Viral liver disease is a generic term for liver damage caused by a viral infection. Hepatitis B and C are the most common viral infections that cause liver damage. Despite the different underlying viral infections, the pathogenesis of fibrosis can be divided into two phases. The acute inflammatory stage is followed by a chronic inflammatory stage with concurrent inflammatory, tissue destruction and repair processes.
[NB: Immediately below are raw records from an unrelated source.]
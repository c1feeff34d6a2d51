//! Request-level operations.
//!
//! Each operation resolves the entities it touches fresh from the store,
//! authorizes the actor against them, validates the payload and only then
//! mutates. Nothing is cached between calls.

pub mod boards;
pub mod comments;
pub mod tasks;
pub mod users;

use std::collections::{BTreeSet, HashMap};

use crate::error::{AppError, AppResult};
use crate::models::{
    Board, BoardId, Task, TaskId, TaskView, User, UserId, UserSummary,
};
use crate::store::Store;

pub(crate) async fn load_board(store: &dyn Store, id: BoardId) -> AppResult<Board> {
    store
        .find_board(id)
        .await?
        .ok_or_else(|| AppError::not_found("Board", id))
}

pub(crate) async fn load_task(store: &dyn Store, id: TaskId) -> AppResult<Task> {
    store
        .find_task(id)
        .await?
        .ok_or_else(|| AppError::not_found("Task", id))
}

/// Looks up users by id and indexes their summaries.
pub(crate) async fn user_summaries(
    store: &dyn Store,
    ids: BTreeSet<UserId>,
) -> AppResult<HashMap<UserId, UserSummary>> {
    let users: Vec<User> = store.users_by_ids(&ids).await?;
    Ok(users
        .iter()
        .map(|user| (user.id, UserSummary::from(user)))
        .collect())
}

/// Renders tasks in their full shape with assignee/reviewer details and live comment counts.
pub(crate) async fn task_views(store: &dyn Store, tasks: Vec<Task>) -> AppResult<Vec<TaskView>> {
    let task_ids: Vec<TaskId> = tasks.iter().map(|task| task.id).collect();
    let counts = store.comment_counts(&task_ids).await?;
    let linked: BTreeSet<UserId> = tasks
        .iter()
        .flat_map(|task| [task.assignee_id, task.reviewer_id])
        .flatten()
        .collect();
    let users = user_summaries(store, linked).await?;

    Ok(tasks
        .into_iter()
        .map(|task| TaskView {
            id: task.id,
            board: task.board_id,
            assignee: task.assignee_id.and_then(|id| users.get(&id).cloned()),
            reviewer: task.reviewer_id.and_then(|id| users.get(&id).cloned()),
            comments_count: counts.get(&task.id).copied().unwrap_or(0),
            title: task.title,
            description: task.description,
            status: task.status,
            priority: task.priority,
            due_date: task.due_date,
        })
        .collect())
}

pub(crate) async fn task_view(store: &dyn Store, task: Task) -> AppResult<TaskView> {
    task_views(store, vec![task])
        .await?
        .pop()
        .ok_or_else(|| AppError::InternalServerError("Task view could not be rendered".into()))
}
use crate::error::AppError;
use crate::models::UserId;
use jsonwebtoken::{decode, encode, DecodingKey, EncodingKey, Header, Validation};
use serde::{Deserialize, Serialize};

const TOKEN_LIFETIME_HOURS: i64 = 24;

/// Represents the claims encoded within a JWT (JSON Web Token).
#[derive(Debug, Serialize, Deserialize, Clone)]
pub struct Claims {
    /// The user's id.
    pub sub: UserId,
    /// Expiration timestamp (seconds since epoch).
    pub exp: usize,
}

fn jwt_secret() -> Result<String, AppError> {
    std::env::var("JWT_SECRET").map_err(|_| {
        log::error!("JWT_SECRET is not set");
        AppError::InternalServerError("JWT_SECRET not set".into())
    })
}

/// Generates a JWT for a given user ID.
///
/// The token expires in 24 hours and is signed with the `JWT_SECRET`
/// environment variable.
///
/// # Returns
/// `AppError::InternalServerError` if `JWT_SECRET` is not set or encoding fails.
pub fn generate_token(user_id: UserId) -> Result<String, AppError> {
    let expiration = chrono::Utc::now()
        .checked_add_signed(chrono::Duration::hours(TOKEN_LIFETIME_HOURS))
        .ok_or_else(|| AppError::InternalServerError("Token expiry overflow".into()))?
        .timestamp() as usize;

    let claims = Claims {
        sub: user_id,
        exp: expiration,
    };

    let secret = jwt_secret()?;

    encode(
        &Header::default(),
        &claims,
        &EncodingKey::from_secret(secret.as_bytes()),
    )
    .map_err(|e| AppError::InternalServerError(format!("Failed to generate token: {}", e)))
}

/// Verifies a JWT string and decodes its claims.
///
/// # Returns
/// `AppError::Unauthorized` if the token is malformed, its signature is invalid, or it has expired.
/// `AppError::InternalServerError` if `JWT_SECRET` is not set.
pub fn verify_token(token: &str) -> Result<Claims, AppError> {
    let secret = jwt_secret()?;
    decode::<Claims>(
        token,
        &DecodingKey::from_secret(secret.as_bytes()),
        &Validation::default(),
    )
    .map(|data| data.claims)
    .map_err(|e| AppError::Unauthorized(format!("Invalid token: {}", e)))
}
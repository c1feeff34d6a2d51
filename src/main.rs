use std::sync::Arc;

use actix_cors::Cors;
use actix_web::middleware::{Logger, NormalizePath};
use actix_web::{web, App, HttpServer};

use boardforge::auth::AuthMiddleware;
use boardforge::config::Config;
use boardforge::routes::{self, health};
use boardforge::{InMemoryStore, PgStore, SharedStore};

#[actix_web::main]
async fn main() -> std::io::Result<()> {
    dotenv::dotenv().ok();
    env_logger::init_from_env(env_logger::Env::default().default_filter_or("info"));

    let config = Config::from_env().map_err(std::io::Error::other)?;

    let store: SharedStore = match &config.database_url {
        Some(database_url) => {
            let store = PgStore::connect(database_url)
                .await
                .map_err(std::io::Error::other)?;
            store.migrate().await.map_err(std::io::Error::other)?;
            Arc::new(store)
        }
        None => {
            log::warn!("DATABASE_URL not set, using the in-memory store; data is lost on exit");
            Arc::new(InMemoryStore::new())
        }
    };

    log::info!("Starting BoardForge server at {}", config.server_url());
    HttpServer::new(move || {
        App::new()
            .app_data(web::Data::from(store.clone()))
            .wrap(
                Cors::default()
                    .allow_any_origin()
                    .allow_any_method()
                    .allow_any_header()
                    .max_age(3600),
            )
            .wrap(Logger::default())
            .wrap(NormalizePath::trim())
            .service(health::health)
            .service(
                web::scope("/api")
                    .wrap(AuthMiddleware)
                    .configure(routes::config),
            )
    })
    .bind((config.server_host.as_str(), config.server_port))?
    .run()
    .await
}
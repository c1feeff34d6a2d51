use chrono::{DateTime, Utc};
use serde::{Deserialize, Serialize};
use sqlx::FromRow;

use super::UserId;

/// An account known to the AuthN provider. Boards, tasks and comments only
/// ever reference users by id.
#[derive(Debug, Clone, PartialEq, Eq, Serialize, Deserialize, FromRow)]
pub struct User {
    pub id: UserId,
    pub email: String,
    pub first_name: String,
    pub last_name: String,
    pub created_at: DateTime<Utc>,
}

impl User {
    /// "First Last", trimmed so a missing last name leaves no trailing space.
    pub fn fullname(&self) -> String {
        format!("{} {}", self.first_name, self.last_name)
            .trim()
            .to_string()
    }
}

/// Fields needed to persist a freshly registered user.
#[derive(Debug, Clone)]
pub struct NewUser {
    pub email: String,
    pub first_name: String,
    pub last_name: String,
    pub password_hash: String,
}

/// A user together with the stored password hash, used by login only.
#[derive(Debug, Clone)]
pub struct Credentials {
    pub user: User,
    pub password_hash: String,
}

/// The public shape of a user embedded in board and task responses.
#[derive(Debug, Clone, PartialEq, Eq, Serialize, Deserialize)]
pub struct UserSummary {
    pub id: UserId,
    pub email: String,
    pub fullname: String,
}

impl From<&User> for UserSummary {
    fn from(user: &User) -> Self {
        Self {
            id: user.id,
            email: user.email.clone(),
            fullname: user.fullname(),
        }
    }
}

#[cfg(test)]
mod tests {
    use super::*;

    fn user(first: &str, last: &str) -> User {
        User {
            id: 1,
            email: "ada@example.com".to_string(),
            first_name: first.to_string(),
            last_name: last.to_string(),
            created_at: Utc::now(),
        }
    }

    #[test]
    fn test_fullname_joins_and_trims() {
        assert_eq!(user("Ada", "Lovelace").fullname(), "Ada Lovelace");
        assert_eq!(user("Ada", "").fullname(), "Ada");
    }

    #[test]
    fn test_summary_from_user() {
        let summary = UserSummary::from(&user("Ada", "Lovelace"));
        assert_eq!(summary.id, 1);
        assert_eq!(summary.email, "ada@example.com");
        assert_eq!(summary.fullname, "Ada Lovelace");
    }
}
How many people have hepatitis?
The prevalence of Hepatitis B and Hepatitis C varies worldwide. In 2015, an estimated 2 billion people worldwide were infected with Hepatitis B, resulting in 650,000 deaths per year. An estimated 71 million people were infected with Hepatitis C in 2015.
How is hepatitis treated?
Treatment of the underlying viral infection is best. Currently, several antiviral drugs (lamivudine, adefovir, entecavir, telbivudine, tenofovir, emtricitabine, standard and PEG-IFN) have shown to delay the progression of cirrhosis but rarely cure the viral infection. In most cases, therefore, lifelong treatment is required.
How is hepatitis diagnosed?
Diagnosis of hepatitis is based primarily on symptoms. Currently, diagnosis is based on the presence of a viral pathogen and blood tests to assess liver function. If blood tests indicate decreased liver function and advanced liver damage, further testing including imaging and liver biopsies may be required.